Assigned task:
If a line below contains "CameraData", count it; then state how many such lines there are, and nothing else.

Data to process:
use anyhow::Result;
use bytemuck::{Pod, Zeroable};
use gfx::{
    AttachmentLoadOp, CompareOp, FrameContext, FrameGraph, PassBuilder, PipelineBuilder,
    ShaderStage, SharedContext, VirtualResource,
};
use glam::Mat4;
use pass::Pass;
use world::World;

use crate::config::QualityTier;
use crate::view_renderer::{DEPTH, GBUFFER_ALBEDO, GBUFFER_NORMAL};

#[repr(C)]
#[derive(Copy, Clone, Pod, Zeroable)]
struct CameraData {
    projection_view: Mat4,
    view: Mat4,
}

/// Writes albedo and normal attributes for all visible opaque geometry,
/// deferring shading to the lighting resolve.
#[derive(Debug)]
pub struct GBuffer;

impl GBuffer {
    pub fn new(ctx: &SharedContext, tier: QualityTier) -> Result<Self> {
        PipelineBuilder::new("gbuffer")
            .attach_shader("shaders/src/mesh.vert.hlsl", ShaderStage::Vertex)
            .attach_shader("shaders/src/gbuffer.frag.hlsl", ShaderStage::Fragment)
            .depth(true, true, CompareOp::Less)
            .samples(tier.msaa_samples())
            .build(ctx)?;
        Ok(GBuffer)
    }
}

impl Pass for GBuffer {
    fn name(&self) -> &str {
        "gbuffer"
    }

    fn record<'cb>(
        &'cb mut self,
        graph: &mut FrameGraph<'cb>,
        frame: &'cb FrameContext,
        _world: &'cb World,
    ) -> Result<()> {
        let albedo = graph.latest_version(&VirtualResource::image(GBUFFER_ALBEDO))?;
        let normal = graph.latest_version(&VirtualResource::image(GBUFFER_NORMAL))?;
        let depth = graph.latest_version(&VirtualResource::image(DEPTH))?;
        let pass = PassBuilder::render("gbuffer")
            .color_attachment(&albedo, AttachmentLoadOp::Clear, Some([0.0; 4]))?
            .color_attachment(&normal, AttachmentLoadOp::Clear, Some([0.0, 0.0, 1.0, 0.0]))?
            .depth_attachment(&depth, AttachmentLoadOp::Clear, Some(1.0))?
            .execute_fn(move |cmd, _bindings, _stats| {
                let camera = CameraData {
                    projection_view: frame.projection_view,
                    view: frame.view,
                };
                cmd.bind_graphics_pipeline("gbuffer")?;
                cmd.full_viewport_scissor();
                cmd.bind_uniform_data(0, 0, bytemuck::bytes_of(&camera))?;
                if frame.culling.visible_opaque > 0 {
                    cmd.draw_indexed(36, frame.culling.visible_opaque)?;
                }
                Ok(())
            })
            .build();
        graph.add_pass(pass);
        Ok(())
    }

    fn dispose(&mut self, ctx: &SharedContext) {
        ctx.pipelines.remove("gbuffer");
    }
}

==

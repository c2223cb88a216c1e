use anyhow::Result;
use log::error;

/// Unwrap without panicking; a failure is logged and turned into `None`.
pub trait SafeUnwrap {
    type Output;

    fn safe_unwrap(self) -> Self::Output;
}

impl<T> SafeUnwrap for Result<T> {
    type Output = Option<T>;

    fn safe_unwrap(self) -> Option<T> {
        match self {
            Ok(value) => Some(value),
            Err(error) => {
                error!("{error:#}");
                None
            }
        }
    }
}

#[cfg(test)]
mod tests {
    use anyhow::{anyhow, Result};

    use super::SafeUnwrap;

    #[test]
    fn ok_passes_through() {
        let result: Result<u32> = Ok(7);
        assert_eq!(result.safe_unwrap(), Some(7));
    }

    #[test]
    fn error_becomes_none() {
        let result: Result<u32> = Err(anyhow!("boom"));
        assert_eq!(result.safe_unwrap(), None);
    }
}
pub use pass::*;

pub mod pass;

Answer to this task:
2